→ **What is needed**
If a line in the data below contains the word "expected", copy it out.

→ **Stored items**
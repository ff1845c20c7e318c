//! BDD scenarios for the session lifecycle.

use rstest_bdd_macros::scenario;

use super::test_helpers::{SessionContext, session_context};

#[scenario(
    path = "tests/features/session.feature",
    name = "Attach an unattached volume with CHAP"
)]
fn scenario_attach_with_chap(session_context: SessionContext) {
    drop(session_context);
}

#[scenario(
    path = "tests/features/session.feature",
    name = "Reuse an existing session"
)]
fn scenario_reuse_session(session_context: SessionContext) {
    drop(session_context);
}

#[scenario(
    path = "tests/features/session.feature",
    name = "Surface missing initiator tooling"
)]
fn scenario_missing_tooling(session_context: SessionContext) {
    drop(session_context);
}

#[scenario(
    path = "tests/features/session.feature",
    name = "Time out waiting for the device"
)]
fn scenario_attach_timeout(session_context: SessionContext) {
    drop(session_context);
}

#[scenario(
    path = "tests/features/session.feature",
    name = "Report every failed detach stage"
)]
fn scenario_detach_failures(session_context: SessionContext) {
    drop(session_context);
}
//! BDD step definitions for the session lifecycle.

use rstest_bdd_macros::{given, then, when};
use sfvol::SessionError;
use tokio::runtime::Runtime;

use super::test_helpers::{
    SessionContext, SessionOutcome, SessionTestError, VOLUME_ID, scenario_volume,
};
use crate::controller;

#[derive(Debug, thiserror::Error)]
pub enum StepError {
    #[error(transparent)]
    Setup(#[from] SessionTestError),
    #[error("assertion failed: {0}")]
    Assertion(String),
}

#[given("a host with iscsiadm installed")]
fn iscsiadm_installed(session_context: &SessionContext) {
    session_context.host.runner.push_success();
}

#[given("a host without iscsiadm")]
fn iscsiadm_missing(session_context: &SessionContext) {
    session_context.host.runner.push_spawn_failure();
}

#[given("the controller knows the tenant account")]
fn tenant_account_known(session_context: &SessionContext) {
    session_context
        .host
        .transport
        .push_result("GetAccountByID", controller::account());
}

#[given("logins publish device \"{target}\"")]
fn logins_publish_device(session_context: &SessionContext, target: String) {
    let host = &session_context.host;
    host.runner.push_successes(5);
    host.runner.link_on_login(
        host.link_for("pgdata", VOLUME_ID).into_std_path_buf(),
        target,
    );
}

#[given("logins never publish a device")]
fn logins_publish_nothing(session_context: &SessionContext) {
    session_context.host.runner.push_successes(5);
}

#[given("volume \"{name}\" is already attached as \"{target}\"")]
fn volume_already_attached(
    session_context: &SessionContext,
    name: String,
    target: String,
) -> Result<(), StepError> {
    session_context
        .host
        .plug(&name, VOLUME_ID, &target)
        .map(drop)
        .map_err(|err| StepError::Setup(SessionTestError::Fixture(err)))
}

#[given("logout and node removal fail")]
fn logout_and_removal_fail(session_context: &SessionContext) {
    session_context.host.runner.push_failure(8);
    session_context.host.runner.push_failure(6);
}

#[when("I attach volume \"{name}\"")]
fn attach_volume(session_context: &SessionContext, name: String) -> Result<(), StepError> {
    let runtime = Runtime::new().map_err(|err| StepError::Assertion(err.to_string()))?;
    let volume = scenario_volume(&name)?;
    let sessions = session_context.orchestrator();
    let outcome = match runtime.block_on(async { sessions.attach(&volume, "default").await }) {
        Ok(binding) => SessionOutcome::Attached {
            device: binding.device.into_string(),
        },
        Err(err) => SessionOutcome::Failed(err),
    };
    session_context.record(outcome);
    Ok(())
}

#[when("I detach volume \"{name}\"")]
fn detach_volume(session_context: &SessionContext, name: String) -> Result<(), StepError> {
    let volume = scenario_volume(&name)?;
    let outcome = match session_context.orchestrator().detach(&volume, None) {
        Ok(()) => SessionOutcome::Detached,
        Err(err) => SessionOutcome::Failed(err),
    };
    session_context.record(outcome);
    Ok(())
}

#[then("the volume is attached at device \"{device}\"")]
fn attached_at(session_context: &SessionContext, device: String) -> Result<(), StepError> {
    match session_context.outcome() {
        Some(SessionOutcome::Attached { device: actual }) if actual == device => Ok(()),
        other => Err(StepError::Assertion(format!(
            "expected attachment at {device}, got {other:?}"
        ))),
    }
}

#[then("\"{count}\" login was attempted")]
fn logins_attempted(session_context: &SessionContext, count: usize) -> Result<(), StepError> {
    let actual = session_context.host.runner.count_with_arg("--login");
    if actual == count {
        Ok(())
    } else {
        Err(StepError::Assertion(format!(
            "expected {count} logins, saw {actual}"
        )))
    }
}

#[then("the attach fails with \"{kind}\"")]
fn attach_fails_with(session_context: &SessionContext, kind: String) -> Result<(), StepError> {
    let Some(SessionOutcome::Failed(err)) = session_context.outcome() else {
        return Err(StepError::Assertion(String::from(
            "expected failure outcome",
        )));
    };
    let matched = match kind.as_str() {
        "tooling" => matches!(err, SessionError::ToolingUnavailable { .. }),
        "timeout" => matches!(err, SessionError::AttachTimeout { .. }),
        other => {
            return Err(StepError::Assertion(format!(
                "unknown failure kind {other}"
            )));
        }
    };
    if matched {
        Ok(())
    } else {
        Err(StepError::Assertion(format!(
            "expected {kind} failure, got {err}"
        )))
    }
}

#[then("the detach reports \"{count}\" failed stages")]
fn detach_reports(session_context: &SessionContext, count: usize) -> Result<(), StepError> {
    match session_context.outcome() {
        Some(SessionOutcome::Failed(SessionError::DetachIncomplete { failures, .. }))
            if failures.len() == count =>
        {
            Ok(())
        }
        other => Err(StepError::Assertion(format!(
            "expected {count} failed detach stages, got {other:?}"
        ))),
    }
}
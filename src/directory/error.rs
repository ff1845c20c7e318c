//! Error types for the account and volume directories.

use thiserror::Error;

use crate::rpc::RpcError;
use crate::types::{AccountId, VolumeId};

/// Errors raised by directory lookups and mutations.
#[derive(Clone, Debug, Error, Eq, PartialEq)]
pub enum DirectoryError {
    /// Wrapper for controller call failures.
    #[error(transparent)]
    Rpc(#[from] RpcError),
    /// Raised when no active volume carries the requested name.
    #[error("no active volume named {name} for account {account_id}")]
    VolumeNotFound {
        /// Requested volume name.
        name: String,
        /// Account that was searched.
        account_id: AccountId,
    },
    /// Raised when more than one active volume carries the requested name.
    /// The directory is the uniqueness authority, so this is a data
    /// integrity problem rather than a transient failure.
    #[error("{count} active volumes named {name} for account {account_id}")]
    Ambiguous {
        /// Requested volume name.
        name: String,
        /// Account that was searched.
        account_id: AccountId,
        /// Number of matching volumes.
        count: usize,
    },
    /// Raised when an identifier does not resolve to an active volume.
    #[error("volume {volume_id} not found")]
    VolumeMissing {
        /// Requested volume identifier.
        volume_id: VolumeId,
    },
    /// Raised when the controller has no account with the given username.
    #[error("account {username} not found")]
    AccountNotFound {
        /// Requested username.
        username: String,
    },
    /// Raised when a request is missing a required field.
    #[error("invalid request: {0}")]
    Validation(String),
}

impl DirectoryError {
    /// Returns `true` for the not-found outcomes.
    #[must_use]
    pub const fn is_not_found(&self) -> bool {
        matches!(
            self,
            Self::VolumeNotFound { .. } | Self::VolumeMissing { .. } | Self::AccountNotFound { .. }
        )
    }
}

→ **Result**
            "expected attachment at {device}, got {other:?}"
            "expected {count} logins, saw {actual}"
            "expected failure outcome",
            "expected {kind} failure, got {err}"
            "expected {count} failed detach stages, got {other:?}"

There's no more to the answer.